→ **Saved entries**
===

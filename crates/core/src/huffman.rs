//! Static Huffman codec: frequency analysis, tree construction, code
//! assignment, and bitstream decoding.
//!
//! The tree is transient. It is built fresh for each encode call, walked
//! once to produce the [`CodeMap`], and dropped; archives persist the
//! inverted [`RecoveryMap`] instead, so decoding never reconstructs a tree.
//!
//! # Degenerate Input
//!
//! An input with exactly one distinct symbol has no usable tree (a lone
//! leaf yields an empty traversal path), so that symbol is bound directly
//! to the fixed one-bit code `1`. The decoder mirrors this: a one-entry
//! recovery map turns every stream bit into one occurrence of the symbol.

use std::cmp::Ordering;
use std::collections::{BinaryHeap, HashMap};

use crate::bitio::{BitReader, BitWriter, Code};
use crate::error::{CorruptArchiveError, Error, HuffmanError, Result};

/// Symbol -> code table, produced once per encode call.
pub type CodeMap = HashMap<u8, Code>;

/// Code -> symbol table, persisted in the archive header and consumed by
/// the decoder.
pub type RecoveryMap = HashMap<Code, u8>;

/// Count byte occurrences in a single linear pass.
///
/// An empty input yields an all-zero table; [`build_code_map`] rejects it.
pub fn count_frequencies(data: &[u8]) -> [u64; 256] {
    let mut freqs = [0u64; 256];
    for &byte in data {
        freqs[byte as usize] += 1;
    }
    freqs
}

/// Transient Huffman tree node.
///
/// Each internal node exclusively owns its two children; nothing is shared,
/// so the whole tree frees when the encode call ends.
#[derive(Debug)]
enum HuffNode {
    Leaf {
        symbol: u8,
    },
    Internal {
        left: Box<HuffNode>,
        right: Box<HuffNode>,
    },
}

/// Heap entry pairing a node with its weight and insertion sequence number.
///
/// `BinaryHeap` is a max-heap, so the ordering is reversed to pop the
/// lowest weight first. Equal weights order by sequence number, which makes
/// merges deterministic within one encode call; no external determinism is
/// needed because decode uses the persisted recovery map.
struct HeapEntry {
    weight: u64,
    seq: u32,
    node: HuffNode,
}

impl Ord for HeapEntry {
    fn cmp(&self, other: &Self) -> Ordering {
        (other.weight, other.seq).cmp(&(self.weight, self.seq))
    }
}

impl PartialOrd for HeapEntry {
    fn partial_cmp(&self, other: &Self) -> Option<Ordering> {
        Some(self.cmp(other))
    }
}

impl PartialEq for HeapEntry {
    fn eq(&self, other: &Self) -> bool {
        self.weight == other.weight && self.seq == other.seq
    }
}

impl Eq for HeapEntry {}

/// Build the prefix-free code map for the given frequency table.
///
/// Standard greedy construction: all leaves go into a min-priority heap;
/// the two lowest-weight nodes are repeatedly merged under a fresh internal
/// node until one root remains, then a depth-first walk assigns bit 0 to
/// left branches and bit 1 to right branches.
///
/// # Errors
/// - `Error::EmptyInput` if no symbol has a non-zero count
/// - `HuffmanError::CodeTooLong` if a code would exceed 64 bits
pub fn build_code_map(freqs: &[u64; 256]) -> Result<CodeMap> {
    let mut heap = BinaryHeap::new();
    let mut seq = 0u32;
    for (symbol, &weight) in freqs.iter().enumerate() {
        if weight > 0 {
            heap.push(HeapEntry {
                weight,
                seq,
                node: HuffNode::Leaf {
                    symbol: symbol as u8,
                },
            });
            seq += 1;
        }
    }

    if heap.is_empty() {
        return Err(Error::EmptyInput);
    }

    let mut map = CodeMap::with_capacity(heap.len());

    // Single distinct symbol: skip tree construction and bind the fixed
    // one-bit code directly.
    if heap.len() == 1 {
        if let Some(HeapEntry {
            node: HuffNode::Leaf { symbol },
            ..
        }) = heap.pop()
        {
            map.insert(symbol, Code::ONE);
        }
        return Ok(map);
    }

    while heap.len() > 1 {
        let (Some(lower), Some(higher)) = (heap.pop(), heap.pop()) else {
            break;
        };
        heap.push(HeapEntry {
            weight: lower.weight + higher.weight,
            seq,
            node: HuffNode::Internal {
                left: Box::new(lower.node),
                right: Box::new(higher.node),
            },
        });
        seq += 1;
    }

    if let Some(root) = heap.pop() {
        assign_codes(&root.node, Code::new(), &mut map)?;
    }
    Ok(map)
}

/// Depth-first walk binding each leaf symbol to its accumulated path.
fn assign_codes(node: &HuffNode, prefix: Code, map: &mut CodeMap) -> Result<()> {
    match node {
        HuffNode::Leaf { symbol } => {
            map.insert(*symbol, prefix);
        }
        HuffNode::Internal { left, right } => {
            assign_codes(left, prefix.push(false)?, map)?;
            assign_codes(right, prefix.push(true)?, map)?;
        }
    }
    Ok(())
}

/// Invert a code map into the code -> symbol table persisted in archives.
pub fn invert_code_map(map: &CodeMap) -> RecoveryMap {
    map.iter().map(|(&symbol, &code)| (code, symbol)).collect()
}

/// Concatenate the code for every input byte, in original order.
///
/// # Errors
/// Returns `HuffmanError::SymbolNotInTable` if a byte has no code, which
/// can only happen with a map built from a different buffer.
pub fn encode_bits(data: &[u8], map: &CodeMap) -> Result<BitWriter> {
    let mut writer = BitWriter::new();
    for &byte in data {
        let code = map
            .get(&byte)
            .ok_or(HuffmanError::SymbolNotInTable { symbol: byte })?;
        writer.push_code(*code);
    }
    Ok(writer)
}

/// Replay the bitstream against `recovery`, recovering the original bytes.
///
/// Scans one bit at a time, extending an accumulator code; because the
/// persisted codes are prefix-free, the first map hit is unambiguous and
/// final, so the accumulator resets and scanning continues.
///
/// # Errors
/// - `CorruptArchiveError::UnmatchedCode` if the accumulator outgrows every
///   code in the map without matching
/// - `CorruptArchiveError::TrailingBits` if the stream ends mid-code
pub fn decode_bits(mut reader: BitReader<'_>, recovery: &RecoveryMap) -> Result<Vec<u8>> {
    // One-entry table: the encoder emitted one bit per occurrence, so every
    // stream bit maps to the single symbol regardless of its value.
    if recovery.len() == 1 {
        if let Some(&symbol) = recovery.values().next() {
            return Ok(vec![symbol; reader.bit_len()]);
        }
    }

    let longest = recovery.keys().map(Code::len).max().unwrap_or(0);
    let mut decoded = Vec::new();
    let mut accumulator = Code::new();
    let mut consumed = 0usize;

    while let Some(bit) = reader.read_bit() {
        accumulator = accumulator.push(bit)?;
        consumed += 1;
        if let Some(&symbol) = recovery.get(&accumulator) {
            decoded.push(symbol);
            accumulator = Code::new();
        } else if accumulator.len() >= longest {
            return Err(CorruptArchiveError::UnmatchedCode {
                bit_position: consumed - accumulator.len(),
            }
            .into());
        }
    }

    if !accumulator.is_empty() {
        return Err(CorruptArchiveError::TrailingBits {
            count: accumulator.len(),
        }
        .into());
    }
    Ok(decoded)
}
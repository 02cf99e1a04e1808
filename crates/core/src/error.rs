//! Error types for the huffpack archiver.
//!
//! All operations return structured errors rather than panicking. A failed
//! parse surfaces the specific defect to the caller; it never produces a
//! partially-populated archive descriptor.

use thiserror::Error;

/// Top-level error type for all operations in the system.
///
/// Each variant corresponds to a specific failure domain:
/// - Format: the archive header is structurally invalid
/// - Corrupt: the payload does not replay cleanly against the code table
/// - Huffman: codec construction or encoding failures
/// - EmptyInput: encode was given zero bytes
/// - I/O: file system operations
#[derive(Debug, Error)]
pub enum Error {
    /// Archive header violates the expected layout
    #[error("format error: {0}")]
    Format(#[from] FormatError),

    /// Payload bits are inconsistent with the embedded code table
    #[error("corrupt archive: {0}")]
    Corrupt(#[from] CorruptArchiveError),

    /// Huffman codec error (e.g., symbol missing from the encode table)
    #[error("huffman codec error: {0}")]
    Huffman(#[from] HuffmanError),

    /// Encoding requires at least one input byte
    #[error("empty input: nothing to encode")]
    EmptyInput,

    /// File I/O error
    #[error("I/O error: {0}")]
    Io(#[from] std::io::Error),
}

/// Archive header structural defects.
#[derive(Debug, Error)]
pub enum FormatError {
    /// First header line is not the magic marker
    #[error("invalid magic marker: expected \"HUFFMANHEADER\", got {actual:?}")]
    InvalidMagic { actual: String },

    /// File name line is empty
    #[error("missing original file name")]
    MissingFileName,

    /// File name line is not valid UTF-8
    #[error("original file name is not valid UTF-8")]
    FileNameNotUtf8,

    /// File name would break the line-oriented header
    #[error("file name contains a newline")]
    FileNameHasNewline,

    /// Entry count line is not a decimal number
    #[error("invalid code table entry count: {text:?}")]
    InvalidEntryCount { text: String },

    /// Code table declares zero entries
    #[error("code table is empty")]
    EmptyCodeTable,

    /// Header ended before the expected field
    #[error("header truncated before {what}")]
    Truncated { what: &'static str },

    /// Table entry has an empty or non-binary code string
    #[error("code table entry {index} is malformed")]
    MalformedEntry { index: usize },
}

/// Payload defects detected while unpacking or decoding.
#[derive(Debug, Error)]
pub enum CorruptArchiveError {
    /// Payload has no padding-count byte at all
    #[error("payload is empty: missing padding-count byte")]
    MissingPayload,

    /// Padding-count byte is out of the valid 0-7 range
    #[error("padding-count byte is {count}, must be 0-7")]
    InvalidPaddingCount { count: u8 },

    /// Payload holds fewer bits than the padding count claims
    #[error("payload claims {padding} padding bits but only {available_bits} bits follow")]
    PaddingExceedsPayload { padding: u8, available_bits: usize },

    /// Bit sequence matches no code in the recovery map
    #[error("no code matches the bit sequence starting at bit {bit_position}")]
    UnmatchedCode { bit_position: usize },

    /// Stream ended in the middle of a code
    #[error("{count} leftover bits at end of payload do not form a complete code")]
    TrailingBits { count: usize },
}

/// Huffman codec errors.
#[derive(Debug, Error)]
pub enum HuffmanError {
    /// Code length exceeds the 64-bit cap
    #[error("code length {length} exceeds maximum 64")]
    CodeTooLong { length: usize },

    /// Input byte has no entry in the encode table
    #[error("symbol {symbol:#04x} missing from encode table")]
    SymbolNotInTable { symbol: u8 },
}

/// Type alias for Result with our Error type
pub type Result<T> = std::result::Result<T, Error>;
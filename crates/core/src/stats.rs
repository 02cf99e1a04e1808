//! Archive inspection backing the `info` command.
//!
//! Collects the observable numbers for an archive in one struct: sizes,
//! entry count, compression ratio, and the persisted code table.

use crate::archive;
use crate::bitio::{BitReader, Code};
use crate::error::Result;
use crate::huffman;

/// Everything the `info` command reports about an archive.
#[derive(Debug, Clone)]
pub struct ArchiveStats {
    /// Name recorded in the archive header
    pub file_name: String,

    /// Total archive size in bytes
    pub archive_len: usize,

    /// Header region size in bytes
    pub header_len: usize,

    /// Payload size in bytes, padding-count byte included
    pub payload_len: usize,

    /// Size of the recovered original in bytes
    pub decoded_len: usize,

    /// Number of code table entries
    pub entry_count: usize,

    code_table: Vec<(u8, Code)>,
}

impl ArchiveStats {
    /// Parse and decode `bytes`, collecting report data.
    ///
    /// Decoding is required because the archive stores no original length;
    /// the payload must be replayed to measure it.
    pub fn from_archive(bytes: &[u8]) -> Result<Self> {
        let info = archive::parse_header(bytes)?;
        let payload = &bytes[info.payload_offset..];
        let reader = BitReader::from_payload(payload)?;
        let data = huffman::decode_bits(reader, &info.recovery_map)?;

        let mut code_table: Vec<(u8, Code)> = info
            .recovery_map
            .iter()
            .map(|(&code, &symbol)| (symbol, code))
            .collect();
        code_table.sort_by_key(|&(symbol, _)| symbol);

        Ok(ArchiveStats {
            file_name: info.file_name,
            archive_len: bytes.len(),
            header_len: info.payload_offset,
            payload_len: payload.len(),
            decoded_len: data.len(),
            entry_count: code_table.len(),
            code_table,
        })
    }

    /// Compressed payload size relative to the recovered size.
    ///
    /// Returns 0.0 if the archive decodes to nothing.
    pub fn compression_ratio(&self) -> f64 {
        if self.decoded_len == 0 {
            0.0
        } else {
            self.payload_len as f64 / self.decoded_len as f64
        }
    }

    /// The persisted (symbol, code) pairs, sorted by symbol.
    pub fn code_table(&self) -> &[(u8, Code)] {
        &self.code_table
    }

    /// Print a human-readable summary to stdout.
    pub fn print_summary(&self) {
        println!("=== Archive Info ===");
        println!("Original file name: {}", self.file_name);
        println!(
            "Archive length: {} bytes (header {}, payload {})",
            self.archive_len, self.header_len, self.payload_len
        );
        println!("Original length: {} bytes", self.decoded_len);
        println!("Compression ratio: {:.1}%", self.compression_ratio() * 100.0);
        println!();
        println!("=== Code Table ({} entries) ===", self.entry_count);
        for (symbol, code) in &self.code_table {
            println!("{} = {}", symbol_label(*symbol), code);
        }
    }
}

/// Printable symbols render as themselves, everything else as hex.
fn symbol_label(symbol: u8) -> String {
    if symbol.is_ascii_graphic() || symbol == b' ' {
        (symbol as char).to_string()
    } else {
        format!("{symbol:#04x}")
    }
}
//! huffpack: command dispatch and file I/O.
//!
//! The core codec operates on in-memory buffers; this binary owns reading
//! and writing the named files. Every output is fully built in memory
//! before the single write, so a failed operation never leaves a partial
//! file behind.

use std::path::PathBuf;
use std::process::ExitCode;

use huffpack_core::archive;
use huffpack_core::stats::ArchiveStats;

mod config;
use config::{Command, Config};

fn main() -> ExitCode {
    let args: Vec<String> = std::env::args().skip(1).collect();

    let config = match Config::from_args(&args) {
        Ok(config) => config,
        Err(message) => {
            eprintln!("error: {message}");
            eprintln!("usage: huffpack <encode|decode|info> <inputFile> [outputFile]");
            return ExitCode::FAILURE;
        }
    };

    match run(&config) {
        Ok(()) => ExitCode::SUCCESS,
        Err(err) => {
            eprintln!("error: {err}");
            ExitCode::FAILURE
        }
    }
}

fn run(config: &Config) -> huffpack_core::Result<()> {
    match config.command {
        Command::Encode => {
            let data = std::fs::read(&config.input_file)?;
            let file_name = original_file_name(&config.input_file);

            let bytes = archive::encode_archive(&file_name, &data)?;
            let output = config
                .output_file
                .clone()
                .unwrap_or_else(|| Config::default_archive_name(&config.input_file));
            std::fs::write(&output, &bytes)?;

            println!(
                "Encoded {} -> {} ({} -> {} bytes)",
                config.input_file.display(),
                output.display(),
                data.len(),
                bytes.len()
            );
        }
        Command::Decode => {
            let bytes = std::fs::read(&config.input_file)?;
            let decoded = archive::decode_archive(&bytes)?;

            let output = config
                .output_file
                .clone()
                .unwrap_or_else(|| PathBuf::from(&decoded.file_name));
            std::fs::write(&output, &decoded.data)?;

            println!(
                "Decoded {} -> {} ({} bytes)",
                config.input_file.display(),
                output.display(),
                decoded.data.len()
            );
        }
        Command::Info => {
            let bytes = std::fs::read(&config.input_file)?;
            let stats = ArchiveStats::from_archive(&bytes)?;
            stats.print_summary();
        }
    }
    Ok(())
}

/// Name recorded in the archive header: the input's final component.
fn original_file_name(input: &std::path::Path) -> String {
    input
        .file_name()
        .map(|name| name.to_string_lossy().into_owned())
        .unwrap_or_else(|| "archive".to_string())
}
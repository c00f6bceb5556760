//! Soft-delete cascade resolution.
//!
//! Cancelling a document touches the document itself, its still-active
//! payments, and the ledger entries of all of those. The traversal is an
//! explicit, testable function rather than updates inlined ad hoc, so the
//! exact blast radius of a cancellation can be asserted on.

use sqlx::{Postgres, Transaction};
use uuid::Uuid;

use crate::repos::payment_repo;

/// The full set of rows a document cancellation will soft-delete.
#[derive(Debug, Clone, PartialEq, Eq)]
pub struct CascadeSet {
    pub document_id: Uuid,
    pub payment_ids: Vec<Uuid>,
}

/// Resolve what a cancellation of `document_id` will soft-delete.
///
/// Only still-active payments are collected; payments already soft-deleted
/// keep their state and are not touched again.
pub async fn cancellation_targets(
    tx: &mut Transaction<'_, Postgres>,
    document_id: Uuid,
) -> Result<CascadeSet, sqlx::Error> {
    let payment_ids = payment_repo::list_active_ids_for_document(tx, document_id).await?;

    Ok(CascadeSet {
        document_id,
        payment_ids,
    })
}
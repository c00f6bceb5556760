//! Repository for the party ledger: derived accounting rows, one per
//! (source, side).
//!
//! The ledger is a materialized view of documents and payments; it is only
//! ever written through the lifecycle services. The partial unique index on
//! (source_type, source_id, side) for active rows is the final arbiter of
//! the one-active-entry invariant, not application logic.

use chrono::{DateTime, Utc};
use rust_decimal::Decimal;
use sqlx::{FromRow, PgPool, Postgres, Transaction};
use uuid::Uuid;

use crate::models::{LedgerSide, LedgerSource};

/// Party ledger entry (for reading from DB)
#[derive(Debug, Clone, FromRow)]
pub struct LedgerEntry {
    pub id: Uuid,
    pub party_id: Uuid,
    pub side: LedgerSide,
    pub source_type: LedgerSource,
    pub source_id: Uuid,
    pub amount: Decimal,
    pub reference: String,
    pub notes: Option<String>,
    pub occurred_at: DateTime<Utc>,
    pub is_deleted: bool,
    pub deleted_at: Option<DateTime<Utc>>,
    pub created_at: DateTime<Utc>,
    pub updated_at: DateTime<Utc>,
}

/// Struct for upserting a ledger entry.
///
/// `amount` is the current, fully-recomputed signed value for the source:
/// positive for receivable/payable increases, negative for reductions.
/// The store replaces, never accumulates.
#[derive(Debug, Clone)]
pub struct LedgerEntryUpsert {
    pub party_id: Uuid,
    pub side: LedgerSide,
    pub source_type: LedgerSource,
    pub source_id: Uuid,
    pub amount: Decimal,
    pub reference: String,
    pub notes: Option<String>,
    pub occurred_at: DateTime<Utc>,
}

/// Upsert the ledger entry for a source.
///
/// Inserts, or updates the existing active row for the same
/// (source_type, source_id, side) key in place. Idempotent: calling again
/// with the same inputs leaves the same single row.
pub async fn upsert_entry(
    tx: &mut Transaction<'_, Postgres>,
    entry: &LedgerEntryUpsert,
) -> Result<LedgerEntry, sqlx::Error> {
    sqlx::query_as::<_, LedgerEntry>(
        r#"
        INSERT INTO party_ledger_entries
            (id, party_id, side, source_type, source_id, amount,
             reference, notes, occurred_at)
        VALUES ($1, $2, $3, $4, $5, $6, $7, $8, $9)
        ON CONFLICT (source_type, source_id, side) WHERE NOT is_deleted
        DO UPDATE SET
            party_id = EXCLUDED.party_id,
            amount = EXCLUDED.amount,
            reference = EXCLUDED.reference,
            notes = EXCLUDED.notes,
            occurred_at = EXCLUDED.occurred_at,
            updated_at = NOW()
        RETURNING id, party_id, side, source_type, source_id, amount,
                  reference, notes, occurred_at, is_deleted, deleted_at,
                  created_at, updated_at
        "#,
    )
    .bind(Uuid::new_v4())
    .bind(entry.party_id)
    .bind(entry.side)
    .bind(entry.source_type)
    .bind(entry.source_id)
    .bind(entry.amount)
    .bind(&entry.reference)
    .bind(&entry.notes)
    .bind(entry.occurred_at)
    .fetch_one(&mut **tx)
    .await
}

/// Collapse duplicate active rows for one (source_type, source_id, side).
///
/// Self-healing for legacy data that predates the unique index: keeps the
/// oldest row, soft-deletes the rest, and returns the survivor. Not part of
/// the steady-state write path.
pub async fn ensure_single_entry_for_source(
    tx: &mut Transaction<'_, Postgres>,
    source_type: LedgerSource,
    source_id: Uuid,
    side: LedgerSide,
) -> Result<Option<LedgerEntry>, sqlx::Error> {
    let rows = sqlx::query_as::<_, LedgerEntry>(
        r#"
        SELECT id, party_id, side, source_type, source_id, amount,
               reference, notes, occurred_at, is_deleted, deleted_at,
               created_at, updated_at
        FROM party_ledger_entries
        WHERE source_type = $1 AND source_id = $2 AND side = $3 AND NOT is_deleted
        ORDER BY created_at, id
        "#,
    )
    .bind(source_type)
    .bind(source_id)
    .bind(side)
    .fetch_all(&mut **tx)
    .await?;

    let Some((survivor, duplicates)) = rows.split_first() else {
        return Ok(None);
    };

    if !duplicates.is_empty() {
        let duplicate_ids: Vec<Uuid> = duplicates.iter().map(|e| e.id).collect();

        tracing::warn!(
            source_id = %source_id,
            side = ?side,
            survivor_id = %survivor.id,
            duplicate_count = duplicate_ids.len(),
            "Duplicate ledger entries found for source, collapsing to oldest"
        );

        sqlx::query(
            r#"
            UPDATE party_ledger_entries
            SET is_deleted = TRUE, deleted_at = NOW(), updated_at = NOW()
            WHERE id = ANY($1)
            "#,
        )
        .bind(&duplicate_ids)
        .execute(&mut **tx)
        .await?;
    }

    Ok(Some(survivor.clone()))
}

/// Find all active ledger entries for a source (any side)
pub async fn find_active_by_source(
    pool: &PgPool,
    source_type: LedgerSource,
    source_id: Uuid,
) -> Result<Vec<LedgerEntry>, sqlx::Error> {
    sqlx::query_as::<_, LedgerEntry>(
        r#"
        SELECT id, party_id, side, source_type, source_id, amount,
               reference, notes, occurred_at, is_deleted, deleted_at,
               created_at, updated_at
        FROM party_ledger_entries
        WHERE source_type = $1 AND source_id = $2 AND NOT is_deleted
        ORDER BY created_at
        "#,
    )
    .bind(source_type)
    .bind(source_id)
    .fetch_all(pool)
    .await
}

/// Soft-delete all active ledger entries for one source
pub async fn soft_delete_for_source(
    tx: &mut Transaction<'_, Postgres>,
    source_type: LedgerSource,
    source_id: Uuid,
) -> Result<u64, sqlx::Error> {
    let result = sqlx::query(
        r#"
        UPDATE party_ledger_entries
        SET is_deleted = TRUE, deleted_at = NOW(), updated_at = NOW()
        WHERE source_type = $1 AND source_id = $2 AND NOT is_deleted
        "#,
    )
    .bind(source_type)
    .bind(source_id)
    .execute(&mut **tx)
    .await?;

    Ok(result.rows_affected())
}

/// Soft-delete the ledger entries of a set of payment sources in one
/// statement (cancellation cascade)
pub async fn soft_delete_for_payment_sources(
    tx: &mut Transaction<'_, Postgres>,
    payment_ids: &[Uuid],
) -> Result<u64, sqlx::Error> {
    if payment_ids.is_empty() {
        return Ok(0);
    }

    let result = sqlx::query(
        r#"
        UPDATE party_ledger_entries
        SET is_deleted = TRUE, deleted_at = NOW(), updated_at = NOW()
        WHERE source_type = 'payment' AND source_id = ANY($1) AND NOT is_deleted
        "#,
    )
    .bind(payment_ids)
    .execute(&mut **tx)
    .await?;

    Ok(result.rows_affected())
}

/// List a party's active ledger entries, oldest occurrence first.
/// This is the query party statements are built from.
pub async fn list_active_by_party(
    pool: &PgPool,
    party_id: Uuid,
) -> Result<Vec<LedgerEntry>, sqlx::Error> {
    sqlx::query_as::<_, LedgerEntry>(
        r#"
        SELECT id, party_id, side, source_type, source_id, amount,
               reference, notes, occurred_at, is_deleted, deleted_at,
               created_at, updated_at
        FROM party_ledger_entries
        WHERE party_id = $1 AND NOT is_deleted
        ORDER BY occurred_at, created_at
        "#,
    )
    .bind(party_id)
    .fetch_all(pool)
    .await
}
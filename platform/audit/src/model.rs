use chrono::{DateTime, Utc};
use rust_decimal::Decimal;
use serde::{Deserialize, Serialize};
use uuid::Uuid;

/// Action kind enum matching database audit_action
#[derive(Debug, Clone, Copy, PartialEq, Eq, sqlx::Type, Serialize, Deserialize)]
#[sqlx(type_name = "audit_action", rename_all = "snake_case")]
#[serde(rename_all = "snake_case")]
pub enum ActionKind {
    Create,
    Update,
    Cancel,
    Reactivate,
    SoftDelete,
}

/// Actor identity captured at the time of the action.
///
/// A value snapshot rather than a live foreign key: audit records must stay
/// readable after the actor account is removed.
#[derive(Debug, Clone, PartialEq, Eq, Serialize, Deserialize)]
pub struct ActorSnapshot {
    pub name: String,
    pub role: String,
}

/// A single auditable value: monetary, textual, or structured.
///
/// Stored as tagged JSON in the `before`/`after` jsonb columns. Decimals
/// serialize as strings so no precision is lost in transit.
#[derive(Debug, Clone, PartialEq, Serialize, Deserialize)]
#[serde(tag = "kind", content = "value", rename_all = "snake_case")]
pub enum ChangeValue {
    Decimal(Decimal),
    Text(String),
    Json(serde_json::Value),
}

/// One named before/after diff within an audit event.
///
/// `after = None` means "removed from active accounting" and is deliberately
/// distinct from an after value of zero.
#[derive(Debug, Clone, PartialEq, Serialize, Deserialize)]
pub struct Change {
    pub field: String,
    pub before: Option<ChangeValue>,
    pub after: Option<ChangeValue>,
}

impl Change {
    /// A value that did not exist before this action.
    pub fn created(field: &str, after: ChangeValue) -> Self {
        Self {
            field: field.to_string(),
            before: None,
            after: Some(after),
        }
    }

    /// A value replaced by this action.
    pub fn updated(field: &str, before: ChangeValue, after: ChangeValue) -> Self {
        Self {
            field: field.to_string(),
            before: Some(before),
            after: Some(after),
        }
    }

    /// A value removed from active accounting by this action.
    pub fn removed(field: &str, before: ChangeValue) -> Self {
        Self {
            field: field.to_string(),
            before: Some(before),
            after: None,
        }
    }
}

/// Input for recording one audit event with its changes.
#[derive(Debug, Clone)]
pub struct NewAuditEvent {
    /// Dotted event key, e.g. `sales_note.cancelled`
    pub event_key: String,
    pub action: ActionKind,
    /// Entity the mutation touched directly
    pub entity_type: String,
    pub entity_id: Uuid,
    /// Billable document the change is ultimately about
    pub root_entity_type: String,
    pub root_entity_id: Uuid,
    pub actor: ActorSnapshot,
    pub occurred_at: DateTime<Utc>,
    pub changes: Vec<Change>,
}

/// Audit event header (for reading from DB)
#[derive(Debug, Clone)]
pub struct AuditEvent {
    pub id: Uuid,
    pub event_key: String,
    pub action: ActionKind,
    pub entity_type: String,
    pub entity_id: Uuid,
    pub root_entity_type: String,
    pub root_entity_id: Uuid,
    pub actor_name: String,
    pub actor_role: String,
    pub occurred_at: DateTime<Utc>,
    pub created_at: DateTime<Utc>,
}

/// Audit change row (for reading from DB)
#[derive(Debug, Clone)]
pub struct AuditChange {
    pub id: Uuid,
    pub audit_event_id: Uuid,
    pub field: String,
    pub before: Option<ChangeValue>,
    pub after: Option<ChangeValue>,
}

===

→ **Exercise goal**
Once the line containing "archives persist the" has been written out, please stop; every line before it, back to the first line of the records above, should be given exactly.

→ **Answer area**
filename crates/core/src/huffman.rs
//! Static Huffman codec: frequency analysis, tree construction, code
//! assignment, and bitstream decoding.
//!
//! The tree is transient. It is built fresh for each encode call, walked
//! once to produce the [`CodeMap`], and dropped; archives persist the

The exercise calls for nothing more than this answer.